Il rapinatore fuggito con 5mila euro. C’è un sospettato. Terrorizzati i residenti: «Più controlli»

L’AQUILA. L’ufficio postale di Bagno Grande è stato assaltato nella tarda mattinata di ieri, poco prima della chiusura, da un rapinatore che ha fatto irruzione terrorizzando le poche persone che in quel momento erano nel piccolo locale.

Un uomo, con volto travisato e un coltello in mano, è entrato nell’ufficio dove si trovavano tre-quattro persone e minacciando la cassiera, che opportunamente, non ha opposto resistenza, e si è fatto consegnare cinquemila euro e poi è scappato a bordo di un ’auto con almeno un complice.

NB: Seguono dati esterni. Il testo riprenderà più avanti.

impl<'a> SemanticAnalyzer<'a> {
    pub fn new(ast: &'a mut Ast, interner: &'a StringInterner, handler: &'a Handler) -> Self {
        Self { ast, interner, handler, table: TypeTable::new(), env: NameEnv::new() }
    }

    /// Analyzes every top-level declaration in source order, then hands back
    /// the populated type table and name environment.
    pub fn analyze(mut self) -> (TypeTable, NameEnv) {
        let mut i = 0;
        while i < self.ast.top_level.len() {
            let decl = self.ast.top_level[i];
            self.analyze_decl(decl);
            i += 1;
        }
        (self.table, self.env)
    }

    fn report(&self, span: Span, kind: ErrorKind, message: impl Into<String>) {
        flashcpp_util::DiagnosticBuilder::error(message.into()).span(span).kind(kind).emit(self.handler);
    }

    fn spelling(&self, name: flashcpp_util::StringHandle) -> &str {
        self.interner.resolve(name)
    }

    fn analyze_decl(&mut self, decl: DeclId) {
        let span = self.ast.decls[decl].span;
        let kind = self.ast.decls[decl].kind.clone();
        match kind {
            DeclKind::Namespace(ns) => self.analyze_namespace(decl, &ns),
            DeclKind::Record(rec) => self.analyze_record(decl, &rec, span),
            DeclKind::Enum(en) => self.analyze_enum(decl, &en, span),
            DeclKind::Function(func) => self.analyze_function(decl, &func, span),
            DeclKind::Variable(var) => self.analyze_variable(decl, &var, span),
            DeclKind::UsingAlias(alias) => self.env.declare(alias.name, decl),
            DeclKind::UsingDirective(_) => {}
            // A bare template parameter outside a template's own parameter
            // list never appears at this level; nothing to bind.
            DeclKind::TemplateParam(_) => {}
            // §1 Non-goals: no concept-satisfaction checking beyond parse.
            DeclKind::Concept(concept) => self.env.declare(concept.name, decl),
            DeclKind::AccessSpecifier(_) => {}
            DeclKind::StaticAssert { cond, message } => self.analyze_static_assert(cond, message, span),
        }
    }

    fn analyze_namespace(&mut self, decl: DeclId, ns: &NamespaceDecl) {
        if let Some(name) = ns.name {
            self.env.declare(name, decl);
        }
        self.env.push_scope();
        for &member in &ns.members {
            self.analyze_decl(member);
        }
        self.env.pop_scope();
    }

    /// Two-pass per §5: every member's name and type is registered before
    /// any member function body is analyzed, so a member function can call
    /// a sibling declared later in the same class.
    fn analyze_record(&mut self, decl: DeclId, rec: &RecordDecl, span: Span) {
        self.env.declare(rec.name, decl);
        self.table.register_struct(decl, rec.name, rec.kind);
        self.env.push_scope();

        for base in &rec.bases {
            self.analyze_base(decl, base, span);
        }

        let mut access = default_access(rec.kind);
        for &member in &rec.members {
            let member_kind = self.ast.decls[member].kind.clone();
            match member_kind {
                DeclKind::AccessSpecifier(spec) => access = spec,
                DeclKind::Variable(var) => {
                    self.env.declare(var.name, member);
                    let ty = TypeResolver::new(&mut self.table).resolve_type_spec(self.ast, &self.env, var.ty);
                    let is_static = matches!(var.storage, StorageClass::Static);
                    if self.table.add_member(decl, var.name, ty, access, is_static).is_err() {
                        self.report(span, ErrorKind::Semantic, format!(
                            "member `{}` added after `{}`'s layout was already frozen",
                            self.spelling(var.name), self.spelling(rec.name),
                        ));
                    }
                }
                DeclKind::Function(func) => {
                    if let FunctionName::Named(name) = &func.name {
                        self.env.declare(*name, member);
                    }
                    if func.is_virtual {
                        self.table.set_polymorphic(decl);
                    }
                    if matches!(func.name, FunctionName::Destructor) {
                        self.table.set_has_user_destructor(decl);
                    }
                }
                DeclKind::Record(nested) => self.env.declare(nested.name, member),
                DeclKind::Enum(nested) => {
                    if let Some(name) = nested.name {
                        self.env.declare(name, member);
                    }
                }
                DeclKind::UsingAlias(alias) => self.env.declare(alias.name, member),
                _ => {}
            }
        }
        self.table.freeze_struct(decl);

        for &member in &rec.members {
            self.analyze_decl(member);
        }

        self.env.pop_scope();
    }

    fn analyze_base(&mut self, decl: DeclId, base: &BaseClause, span: Span) {
        let ty = resolve_base(&mut TypeResolver::new(&mut self.table), self.ast, &self.env, &base.ty);
        let info = BaseInfo { ty, access: base.access, is_virtual: base.is_virtual, offset: 0 };
        if self.table.add_base(decl, info).is_err() {
            self.report(span, ErrorKind::Semantic, "base class added after layout was frozen");
        }
    }

    /// Enumerators are evaluated sequentially: an enumerator without an
    /// initializer is one past the previous one's value (or zero for the
    /// first), matching C++'s rule.
    fn analyze_enum(&mut self, decl: DeclId, en: &EnumDecl, span: Span) {
        if let Some(name) = en.name {
            self.env.declare(name, decl);
        }
        let underlying = match &en.underlying_type {
            Some(spec) => TypeResolver::new(&mut self.table).resolve_type_spec(self.ast, &self.env, *spec),
            None => self.table.builtin(flashcpp_par::BuiltinKind::Int),
        };
        self.table.register_enum(decl, underlying);

        let mut next_value: i64 = 0;
        for (enumerator_name, init) in &en.enumerators {
            let value = match init {
                Some(expr) => {
                    let mut evaluator = ConstEvaluator::new(self.ast, &mut self.table, self.interner);
                    match evaluator.eval(&self.env, *expr) {
                        Ok(v) => v.as_i64().unwrap_or(next_value),
                        Err(_) => {
                            self.report(span, ErrorKind::Semantic, format!(
                                "enumerator `{}` is not a constant expression",
                                self.spelling(*enumerator_name),
                            ));
                            next_value
                        }
                    }
                }
                None => next_value,
            };
            next_value = value + 1;
            // Enumerators share the enclosing scope for an unscoped enum
            // and live in their own for `enum class`; both are modeled by
            // binding the enumerator's name to the enum's own `DeclId`
            // (there is no separate enumerator node in the arena), which is
            // enough for `decl_value_type` to answer with the enum's type.
            if !en.is_scoped {
                self.env.declare(*enumerator_name, decl);
            }
        }
        self.table.set_decl_type(decl, self.table.type_of_decl(decl).unwrap());
    }

    fn analyze_function(&mut self, decl: DeclId, func: &FunctionDecl, span: Span) {
        if let FunctionName::Named(name) = &func.name {
            self.env.declare(*name, decl);
        }
        self.env.push_scope();

        for param in func.params.clone() {
            // Resolve the param's type even when it's unnamed, so a bad
            // type specifier is still reported.
            TypeResolver::new(&mut self.table).resolve_type_spec(self.ast, &self.env, param.ty);
            if let Some(name) = param.name {
                let param_decl = self.ast.push_decl(
                    DeclKind::Variable(VariableDecl {
                        name,
                        ty: param.ty,
                        init: param.default,
                        storage: StorageClass::None,
                        is_constexpr: false,
                        structured_bindings: Vec::new(),
                    }),
                    span,
                );
                self.env.declare(name, param_decl);
            }
        }

        if let Some(ret) = func.ret_type {
            TypeResolver::new(&mut self.table).resolve_type_spec(self.ast, &self.env, ret);
        }

        if let Some(body) = func.body {
            self.analyze_stmt(body);
        }

        self.env.pop_scope();
    }

    fn analyze_variable(&mut self, decl: DeclId, var: &VariableDecl, span: Span) {
        self.env.declare(var.name, decl);

        let is_auto = matches!(self.ast.type_specs[var.ty].kind, TypeSpecKind::Auto);
        let resolved = if is_auto {
            match var.init {
                Some(init) => {
                    let mut visited = FxHashSet::default();
                    TypeResolver::new(&mut self.table).infer_expr_type(self.ast, &self.env, init, &mut visited, 0)
                }
                None => {
                    self.report(span, ErrorKind::Type, format!(
                        "`{}` declared `auto` without an initializer to deduce from",
                        self.spelling(var.name),
                    ));
                    self.table.error_type()
                }
            }
        } else {
            TypeResolver::new(&mut self.table).resolve_type_spec(self.ast, &self.env, var.ty)
        };
        self.table.set_decl_type(decl, resolved);

        if var.is_constexpr {
            if let Some(init) = var.init {
                let mut evaluator = ConstEvaluator::new(self.ast, &mut self.table, self.interner);
                if evaluator.eval(&self.env, init).is_err() {
                    self.report(span, ErrorKind::Semantic, format!(
                        "`constexpr` variable `{}`'s initializer is not a constant expression",
                        self.spelling(var.name),
                    ));
                }
            } else {
                self.report(span, ErrorKind::Semantic, format!(
                    "`constexpr` variable `{}` has no initializer",
                    self.spelling(var.name),
                ));
            }
        }
    }

    fn analyze_static_assert(&mut self, cond: flashcpp_par::ExprId, message: Option<flashcpp_lex::StringLiteral>, span: Span) {
        let mut evaluator = ConstEvaluator::new(self.ast, &mut self.table, self.interner);
        match evaluator.eval(&self.env, cond) {
            Ok(value) => match value.as_bool() {
                Some(true) => {}
                Some(false) => {
                    let text = message
                        .map(|m| String::from_utf8_lossy(&m.bytes).into_owned())
                        .unwrap_or_else(|| "static assertion failed".to_owned());
                    self.report(span, ErrorKind::Semantic, text);
                }
                None => self.report(span, ErrorKind::Type, "static_assert condition is not boolean"),
            },
            Err(_) => self.report(span, ErrorKind::Semantic, "static_assert condition is not a constant expression"),
        }
    }

    fn analyze_stmt(&mut self, stmt: StmtId) {
        let span = self.ast.stmts[stmt].span;
        let kind = self.ast.stmts[stmt].kind.clone();
        match kind {
            StmtKind::Block(stmts) => {
                self.env.push_scope();
                for s in stmts {
                    self.analyze_stmt(s);
                }
                self.env.pop_scope();
            }
            StmtKind::If { then_branch, else_branch, .. } => {
                self.analyze_stmt(then_branch);
                if let Some(e) = else_branch {
                    self.analyze_stmt(e);
                }
            }
            StmtKind::Switch { body, .. } => self.analyze_stmt(body),
            StmtKind::For { init, body, .. } => {
                self.env.push_scope();
                if let Some(init) = init {
                    self.analyze_stmt(init);
                }
                self.analyze_stmt(body);
                self.env.pop_scope();
            }
            StmtKind::RangeFor { decl, body, .. } => {
                self.env.push_scope();
                if let DeclKind::Variable(var) = self.ast.decls[decl].kind.clone() {
                    self.env.declare(var.name, decl);
                    // The element type is only known once the range
                    // expression's element type is substituted by codegen;
                    // here the name just needs to be in scope.
                    self.table.set_decl_type(decl, self.table.error_type());
                }
                self.analyze_stmt(body);
                self.env.pop_scope();
            }
            StmtKind::While { body, .. } | StmtKind::DoWhile { body, .. } => self.analyze_stmt(body),
            StmtKind::Label { stmt, .. } => self.analyze_stmt(stmt),
            StmtKind::TryCatch { try_block, catches } => {
                self.analyze_stmt(try_block);
                for catch in catches {
                    self.env.push_scope();
                    if let Some(param) = &catch.param {
                        if let Some(name) = param.name {
                            let decl = self.ast.push_decl(
                                DeclKind::Variable(VariableDecl {
                                    name,
                                    ty: param.ty,
                                    init: None,
                                    storage: StorageClass::None,
                                    is_constexpr: false,
                                    structured_bindings: Vec::new(),
                                }),
                                span,
                            );
                            self.env.declare(name, decl);
                        }
                    }
                    self.analyze_stmt(catch.body);
                    self.env.pop_scope();
                }
            }
            StmtKind::Declaration(decl) => self.analyze_decl(decl),
            StmtKind::Return(_)
            | StmtKind::Break
            | StmtKind::Continue
            | StmtKind::Goto(_)
            | StmtKind::ExpressionStmt(_)
            | StmtKind::Empty => {}
        }
    }
}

Subito sono scattati i controlli delle forze dell’ordine che hanno fermato un’auto con alcune persone sospette. Fino a ieri sera la situazione era in evoluzione e il capo della squadra Mobile, Gennaro Capasso, non ha confermato l’indiscrezione circolata ieri pomeriggio sul fermo del possibile responsabile. Per contro, è certo che si stanno vagliando le posizioni di alcune persone sospettate, una in particolare fermata dalla Polstrada, ma non ci sono provvedimenti. Oggi si dovrebbe sapere qualcosa di più preciso. Questo anche mettendo insieme tutte le risultanze investigative che vanno dai rilievi di polizia scientifica, alle testimonianze delle due addette, sentite ieri in questura, di quelle dei pochi clienti e dalle riprese delle telecamere a circuito chiuso.

L’ennesimo episodio di microcriminalità ha destato non poca apprensione nella frazione di Bagno, già presa di mira da bande di ladri finora rimasti impuniti.

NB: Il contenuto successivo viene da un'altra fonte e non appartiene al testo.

//! Numeric literal lexing: integers in base 2/8/10/16 and floats, with their
//! C++ suffixes (§4.1).

use crate::token::{FloatSuffix, IntegerSuffix, NumericBase, NumericLiteral, NumericValue, TokenKind};
use crate::unicode::is_digit_in_base;
use crate::Lexer;

impl<'a> Lexer<'a> {
    /// Lexes a numeric literal starting at the current digit.
    pub fn lex_number(&mut self) -> TokenKind {
        let start = self.cursor.position();
        let mut base = NumericBase::Decimal;

        if self.cursor.current_char() == '0' {
            match self.cursor.peek_char(1) {
                'x' | 'X' => {
                    self.cursor.advance();
                    self.cursor.advance();
                    base = NumericBase::Hexadecimal;
                }
                'b' | 'B' => {
                    self.cursor.advance();
                    self.cursor.advance();
                    base = NumericBase::Binary;
                }
                c if c.is_ascii_digit() => {
                    self.cursor.advance();
                    base = NumericBase::Octal;
                }
                _ => {}
            }
        }

        let digits_start = self.cursor.position();
        self.consume_digits(base);

        let mut is_float = false;
        if base == NumericBase::Decimal || base == NumericBase::Hexadecimal {
            if self.cursor.current_char() == '.' {
                is_float = true;
                self.cursor.advance();
                self.consume_digits(base);
            }
            let exp_chars: &[char] = if base == NumericBase::Hexadecimal {
                &['p', 'P']
            } else {
                &['e', 'E']
            };
            if exp_chars.contains(&self.cursor.current_char()) {
                is_float = true;
                self.cursor.advance();
                if matches!(self.cursor.current_char(), '+' | '-') {
                    self.cursor.advance();
                }
                let exp_digits_start = self.cursor.position();
                self.consume_digits(NumericBase::Decimal);
                if self.cursor.position() == exp_digits_start {
                    self.report_error("no digits in floating-point exponent".to_string());
                }
            }
        }

        if digits_start == self.cursor.position() && !is_float {
            self.report_error(format!("no digits after base-{} prefix", base as u32));
        }

        let (int_suffix, float_suffix) = self.lex_numeric_suffix();
        let text = self.cursor.slice_from(start);
        let value = self.parse_numeric_value(text, base, is_float);

        TokenKind::Numeric(NumericLiteral {
            text: self.interner.intern(text),
            base,
            is_float,
            value,
            int_suffix,
            float_suffix,
        })
    }

    fn consume_digits(&mut self, base: NumericBase) {
        loop {
            let c = self.cursor.current_char();
            if c == '\'' || is_digit_in_base(c, base as u32) {
                self.cursor.advance();
            } else {
                break;
            }
        }
    }

    /// Consumes a trailing `u`/`U`, `l`/`L`/`ll`/`LL`, or `f`/`F`/`l`/`L`
    /// suffix combination. Order and case are not validated here; semantic
    /// analysis rejects nonsensical combinations.
    fn lex_numeric_suffix(&mut self) -> (IntegerSuffix, FloatSuffix) {
        let mut int_suffix = IntegerSuffix::default();
        let mut float_suffix = FloatSuffix::None;

        loop {
            match self.cursor.current_char() {
                'u' | 'U' => {
                    int_suffix.unsigned = true;
                    self.cursor.advance();
                }
                'l' | 'L' => {
                    let c = self.cursor.current_char();
                    self.cursor.advance();
                    if self.cursor.current_char() == c {
                        self.cursor.advance();
                        int_suffix.long_count = 2;
                    } else if int_suffix.long_count < 1 {
                        int_suffix.long_count = 1;
                    }
                    if float_suffix == FloatSuffix::None {
                        float_suffix = FloatSuffix::LongDouble;
                    }
                }
                'f' | 'F' => {
                    float_suffix = FloatSuffix::Float;
                    self.cursor.advance();
                }
                _ => break,
            }
        }

        (int_suffix, float_suffix)
    }

    fn parse_numeric_value(&mut self, text: &str, base: NumericBase, is_float: bool) -> NumericValue {
        let cleaned: String = text.chars().filter(|c| *c != '\'').collect();
        let digits = strip_numeric_text(&cleaned, base, is_float);

        if is_float {
            if base == NumericBase::Hexadecimal {
                // Hex floats need a dedicated parser; defer to semantic analysis.
                return NumericValue::Deferred;
            }
            match digits.parse::<f64>() {
                Ok(v) if v.is_finite() => NumericValue::Float(v),
                Ok(_) => {
                    self.report_error(format!("floating-point literal '{}' is not finite", text));
                    NumericValue::Float(0.0)
                }
                Err(e) => {
                    self.report_error(format!("invalid floating-point literal '{}': {}", text, e));
                    NumericValue::Float(0.0)
                }
            }
        } else {
            match u64::from_str_radix(&digits, base as u32) {
                Ok(v) => NumericValue::Int(v),
                Err(e) => {
                    self.report_error(format!("integer literal overflow: {}", e));
                    NumericValue::Int(0)
                }
            }
        }
    }
}

/// Strips base prefix and trailing suffix letters so the remaining text is
/// pure digits (plus `.`/`e`/`p`/sign for floats) suitable for `from_str`.
fn strip_numeric_text(text: &str, base: NumericBase, is_float: bool) -> String {
    let without_prefix = match base {
        NumericBase::Hexadecimal => text.strip_prefix("0x").or_else(|| text.strip_prefix("0X")),
        NumericBase::Binary => text.strip_prefix("0b").or_else(|| text.strip_prefix("0B")),
        NumericBase::Octal | NumericBase::Decimal => Some(text),
    }
    .unwrap_or(text);

    let end = without_prefix
        .char_indices()
        .find(|(i, c)| {
            if is_float {
                !(c.is_ascii_digit() || *c == '.' || *c == 'e' || *c == 'E' || (*i > 0 && (*c == '+' || *c == '-')))
            } else {
                !c.is_ascii_hexdigit()
            }
        })
        .map(|(i, _)| i)
        .unwrap_or(without_prefix.len());

    without_prefix[..end].to_string()
}

#[cfg(test)]
mod tests {
    use crate::token::{NumericBase, NumericValue, TokenKind};
    use flashcpp_util::{Handler, StringInterner};

    fn lex_num(source: &str) -> TokenKind {
        let mut handler = Handler::new();
        let mut interner = StringInterner::new();
        let mut lexer = crate::Lexer::new(source, &mut handler, &mut interner);
        lexer.consume().kind
    }

    fn numeric(kind: TokenKind) -> crate::token::NumericLiteral {
        match kind {
            TokenKind::Numeric(n) => n,
            other => panic!("expected numeric literal, got {:?}", other),
        }
    }

    #[test]
    fn decimal_integer() {
        let n = numeric(lex_num("42"));
        assert_eq!(n.value, NumericValue::Int(42));
        assert_eq!(n.base, NumericBase::Decimal);
    }

    #[test]
    fn hex_integer() {
        let n = numeric(lex_num("0xFF"));
        assert_eq!(n.value, NumericValue::Int(0xFF));
        assert_eq!(n.base, NumericBase::Hexadecimal);
    }

    #[test]
    fn hex_with_digit_separators() {
        let n = numeric(lex_num("0xAB'CD"));
        assert_eq!(n.value, NumericValue::Int(0xABCD));
    }

    #[test]
    fn binary_integer() {
        let n = numeric(lex_num("0b1010"));
        assert_eq!(n.value, NumericValue::Int(0b1010));
    }

    #[test]
    fn octal_integer() {
        let n = numeric(lex_num("0777"));
        assert_eq!(n.value, NumericValue::Int(0o777));
        assert_eq!(n.base, NumericBase::Octal);
    }

    #[test]
    fn unsigned_long_suffix() {
        let n = numeric(lex_num("42ULL"));
        assert!(n.int_suffix.unsigned);
        assert_eq!(n.int_suffix.long_count, 2);
    }

    #[test]
    fn float_literal() {
        let n = numeric(lex_num("3.14"));
        assert!(matches!(n.value, NumericValue::Float(f) if (f - 3.14).abs() < 1e-9));
        assert!(n.is_float);
    }

    #[test]
    fn float_with_exponent() {
        let n = numeric(lex_num("1e10"));
        assert!(matches!(n.value, NumericValue::Float(f) if (f - 1e10).abs() < 1.0));
    }

    #[test]
    fn float_f_suffix() {
        let n = numeric(lex_num("2.5f"));
        assert_eq!(n.float_suffix, crate::token::FloatSuffix::Float);
    }

    #[test]
    fn hex_float_is_deferred() {
        let n = numeric(lex_num("0x1.8p3"));
        assert_eq!(n.value, NumericValue::Deferred);
    }
}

«Apprendiamo con immenso dispiacere», dice Carmen Zonfa, presidente del consiglio territoriale, «della rapina commessa nell'ufficio postale di Bagno. Un episodio gravissimo che torna a farci riflettere su quanto la sicurezza delle persone che rappresentiamo e di tutti noi, sia da tutelare. Nonostante le varie e ripetute richieste di intervento alle autorità competenti, ci troviamo ancora a richiedere un ulteriore e concreto aiuto al fine di proteggere i nostri borghi, i nostri piccoli paesi, la nostra comunità, già trascurati e troppo spesso dimenticati. Chiediamo a gran voce una presenza più evidente delle forze dell'ordine, affinchè ciascuno si senta tutelato dentro e fuori casa, o quantomeno, non abbandonato. Torniamo a chiedere un sistema di telecamere che possa darci evidenza di chi percorre le nostre strade. Torniamo a chiedere all’amministrazione comunale e al prefetto di intervenire e di dare risposte concrete a quanti si chiedono come possa essere possibile che in una microcomunità come Bagno, in piena mattinata, sull’unica strada percorribile, dove tutti ci conosciamo, possa esserci stata una rapina».